Teltumbde says that Mayawati does not have a comprehensive plan that includes programmes such as land and resource redistribution. But the question is what Mayawati can do, and what a state government can accomplish within the limitations of our governmental system. Teltumbde does not appreciate the basic challenge she faces: empowering the dalits and putting an end to the discrimination against them. Unfortunately in post-independent India, the uplift or empowerment of dalits has always resulted in a simultaneous increase in their oppression. The development of other castes/communities, too, results in an increase in violence against dalits. Mayawati is going to face a tough time trying to uplift many backward communities, which in their quest for upward mobility display an eagerness to distinguish themselves from dalits by discriminating against them. The ascendant sudra communities soon realise the difficulty of challenging or overcoming the ‘dwija’ (twice-born) castes in activities pertaining to culture, public visibility, media, educational institutions, services, etc; they try to imitate the upper castes rather than compete with them. A way out has been to continue to regard the dalits as degraded in order to reinforce a certain “superiority”.

Such complexities do not seem to matter to Teltumbde. He simply seeks a comprehensive programme for development and resource redistribution. It is suicidal for a politician to come up with a contextblind concept of development. Let me cite an illustrative instance. In many villages in Andhra Pradesh the absence of a school causes less protest than the construction of it near a dalit street. Politicians and parties can appease various groups separately and gain from such a policy. But you cannot empower the dalits without antagonising others.

How do you do politics in such a world? Communists quickly learnt the hard lesson. Though their initial blindness to the dalit question was due to their brahminical prejudices and groundless hope that feudal vestiges would wither away, there have been some honest attempts to address the question of dalits. However, they were quick to learn that you cannot command the loyalty of the rest of society if you take dalit issues seriously. Most of the so-called hypocrisy of the communists in the face of the dalit question can be explained by this, rather than by any essentialist understanding of its leadership’s caste origins. In fact, all enduring groups in India are minorities given the size and diversity of the country. While most other groups are allowed to be indifferent and coexist, it is only dalits who are not permitted to coexist peacefully.

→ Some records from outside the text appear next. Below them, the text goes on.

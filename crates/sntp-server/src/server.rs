// Copyright 2026 U.S. Federal Government (in countries where recognized)
// SPDX-License-Identifier: Apache-2.0

//! SNTP server using the Tokio runtime.
//!
//! # Architecture
//!
//! The server uses a builder pattern for configuration and processes incoming
//! UDP datagrams one at a time on a single async task.
//!
//! # Examples
//!
//! ```no_run
//! # async fn example() -> std::io::Result<()> {
//! use chrono::TimeDelta;
//! use sntp_server::server::SntpServer;
//!
//! let server = SntpServer::builder()
//!     .listen("0.0.0.0:123")
//!     .deviation(TimeDelta::seconds(30))
//!     .stratum(sntp_server::protocol::Stratum(2))
//!     .build()
//!     .await?;
//!
//! server.run().await
//! # }
//! ```

use std::io;
use std::net::SocketAddr;
use std::sync::{Arc, RwLock};

use chrono::TimeDelta;
use log::{debug, warn};
use tokio::net::UdpSocket;

use crate::error::{ConfigError, SntpServerError};
use crate::protocol::{self, BASE_LENGTH};
use crate::server_common::{
    DEFAULT_LISTEN_ADDR, DEFAULT_RECV_BUFFER_SIZE, DeviatedClock, HandleResult, ServerConfig,
    ServerSystemState, handle_request,
};

/// Builder for configuring and creating an [`SntpServer`].
#[derive(Debug)]
pub struct SntpServerBuilder {
    listen_addr: String,
    system_state: ServerSystemState,
    deviation: TimeDelta,
    recv_buffer_size: usize,
}

impl SntpServerBuilder {
    fn new() -> Self {
        SntpServerBuilder {
            listen_addr: DEFAULT_LISTEN_ADDR.to_string(),
            system_state: ServerSystemState::default(),
            deviation: TimeDelta::zero(),
            recv_buffer_size: DEFAULT_RECV_BUFFER_SIZE,
        }
    }

    /// Apply a loaded [`ServerConfig`] (listen address, deviation and buffer size).
    pub fn config(mut self, config: ServerConfig) -> Self {
        self.listen_addr = config.listen_addr;
        self.deviation = config.deviation;
        self.recv_buffer_size = config.recv_buffer_size;
        self
    }

    /// Set the listen address (default: `"localhost:123"`).
    pub fn listen(mut self, addr: impl Into<String>) -> Self {
        self.listen_addr = addr.into();
        self
    }

    /// Set the offset added to every timestamp the server generates.
    pub fn deviation(mut self, deviation: TimeDelta) -> Self {
        self.deviation = deviation;
        self
    }

    /// Set the server's stratum level.
    pub fn stratum(mut self, stratum: protocol::Stratum) -> Self {
        self.system_state.stratum = stratum;
        self
    }

    /// Set the poll exponent announced in replies.
    pub fn poll(mut self, poll: u8) -> Self {
        self.system_state.poll = poll;
        self
    }

    /// Set the server's clock precision in log2 seconds (e.g., -18 ≈ 4μs).
    pub fn precision(mut self, precision: i8) -> Self {
        self.system_state.precision = precision;
        self
    }

    /// Set the server's leap indicator.
    pub fn leap_indicator(mut self, li: protocol::LeapIndicator) -> Self {
        self.system_state.leap_indicator = li;
        self
    }

    /// Set the server's reference identifier.
    pub fn reference_id(mut self, id: [u8; 4]) -> Self {
        self.system_state.reference_id = id;
        self
    }

    /// Set the server's root delay, in seconds.
    pub fn root_delay(mut self, delay: f64) -> Self {
        self.system_state.root_delay = delay;
        self
    }

    /// Set the server's root dispersion, in seconds.
    pub fn root_dispersion(mut self, dispersion: f64) -> Self {
        self.system_state.root_dispersion = dispersion;
        self
    }

    /// Set the datagram receive buffer size (default 1024, minimum 48).
    ///
    /// Datagrams longer than this are dropped without a reply.
    pub fn recv_buffer_size(mut self, size: usize) -> Self {
        self.recv_buffer_size = size;
        self
    }

    /// Build the server. Binds to the configured listen address.
    pub async fn build(self) -> io::Result<SntpServer> {
        if self.recv_buffer_size < BASE_LENGTH {
            return Err(SntpServerError::Config(ConfigError::Other(format!(
                "receive buffer of {} bytes cannot hold a {}-byte message",
                self.recv_buffer_size, BASE_LENGTH
            )))
            .into());
        }
        let clock = DeviatedClock::new(self.deviation).map_err(SntpServerError::Config)?;

        let addrs: Vec<SocketAddr> = tokio::net::lookup_host(&self.listen_addr)
            .await
            .map_err(|e| invalid_listen_address(&self.listen_addr, e.to_string()))?
            .collect();
        if addrs.is_empty() {
            return Err(invalid_listen_address(
                &self.listen_addr,
                "no addresses resolved".to_string(),
            ));
        }

        let sock = UdpSocket::bind(&addrs[..]).await?;
        tracing::debug!("SNTP server listening on {}", self.listen_addr);

        Ok(SntpServer {
            sock,
            system_state: Arc::new(RwLock::new(self.system_state)),
            clock,
            recv_buffer_size: self.recv_buffer_size,
        })
    }
}

fn invalid_listen_address(address: &str, detail: String) -> io::Error {
    SntpServerError::Config(ConfigError::InvalidListenAddress {
        address: address.to_string(),
        detail,
    })
    .into()
}

/// An SNTP server that responds to client requests.
///
/// Created via [`SntpServer::builder()`]. Call [`run()`](SntpServer::run) to start
/// serving requests.
#[derive(Debug)]
pub struct SntpServer {
    sock: UdpSocket,
    system_state: Arc<RwLock<ServerSystemState>>,
    clock: DeviatedClock,
    recv_buffer_size: usize,
}

impl SntpServer {
    /// Create a builder for configuring the server.
    pub fn builder() -> SntpServerBuilder {
        SntpServerBuilder::new()
    }

    /// Get a reference to the server's system state for external updates.
    ///
    /// Use this to change the stratum, reference ID, leap indicator, etc.
    /// while the server is running.
    pub fn system_state(&self) -> &Arc<RwLock<ServerSystemState>> {
        &self.system_state
    }

    /// The deviation added to every generated timestamp.
    pub fn deviation(&self) -> TimeDelta {
        self.clock.deviation()
    }

    /// Get the local address the server is bound to.
    pub fn local_addr(&self) -> io::Result<SocketAddr> {
        self.sock.local_addr()
    }

    /// Run the server, processing incoming SNTP requests indefinitely.
    ///
    /// This future runs until an I/O error occurs while receiving. Use
    /// `tokio::select!` or a shutdown signal to stop the server gracefully.
    pub async fn run(self) -> io::Result<()> {
        // One spare byte detects datagrams the kernel would otherwise truncate.
        let mut recv_buf = vec![0u8; self.recv_buffer_size + 1];

        loop {
            let (recv_len, src_addr) = self.sock.recv_from(&mut recv_buf).await?;
            if recv_len > self.recv_buffer_size {
                debug!("dropped oversized datagram from {}", src_addr);
                continue;
            }

            let server_state = self
                .system_state
                .read()
                .map_err(|_| io::Error::other("system state lock poisoned"))?
                .clone();

            match handle_request(&recv_buf, recv_len, src_addr, &server_state, &self.clock) {
                HandleResult::Response(resp_buf) => {
                    if let Err(e) = self.sock.send_to(&resp_buf, src_addr).await {
                        warn!("failed to send reply to {}: {}", src_addr, e);
                    }
                }
                HandleResult::Drop => {
                    debug!("dropped packet from {}", src_addr);
                }
            }
        }
    }
}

The greatest challenge before Mayawati undoubtedly is that of reaching out to the “middle” castes. In terms of caste, they are the Other Backward Classes (OBCs); in class terms, they are middle peasants. No party can think of winning elections without the support of this numerically substantial, resource-rich and power-seeking constituency. It should not be forgotten that even in her greatest triumph, she could not win the confidence of this constituency that remains firmly with Mulayam Singh Yadav.

Brahmins and the Caste Calculus

Many false paradoxes are pointed out in the media analyses of the BSP victory in Uttar Pradesh. The most frequently cited paradox is the supposed contradiction in the coming together of brahmins and dalits to vote for the BSP. Unlike journalistic analysts and progressive intellectuals, the common people do not see the caste system as a textbook entity. It is a matter of life and death; not an idea or ideology coded in the “sacred texts”. It is not a superstition that has outlived its time, causing embarrassment to one’s sense of being enlightened. It is a part of daily life enmeshed in the questions of power and resources. For ordinary dalits, the texts brahmins take pride in are not important but what is important is the everyday encounter with the dominant sudras on whom they are dependent and whom they also resist. Electoral alliances are not about deep social and psychological transformations. People are aware that issues will not be resolved only at the level of culture without reference to power. Thus they find no problem in aligning with brahmins as opposed to dominant sudras and even the OBCs.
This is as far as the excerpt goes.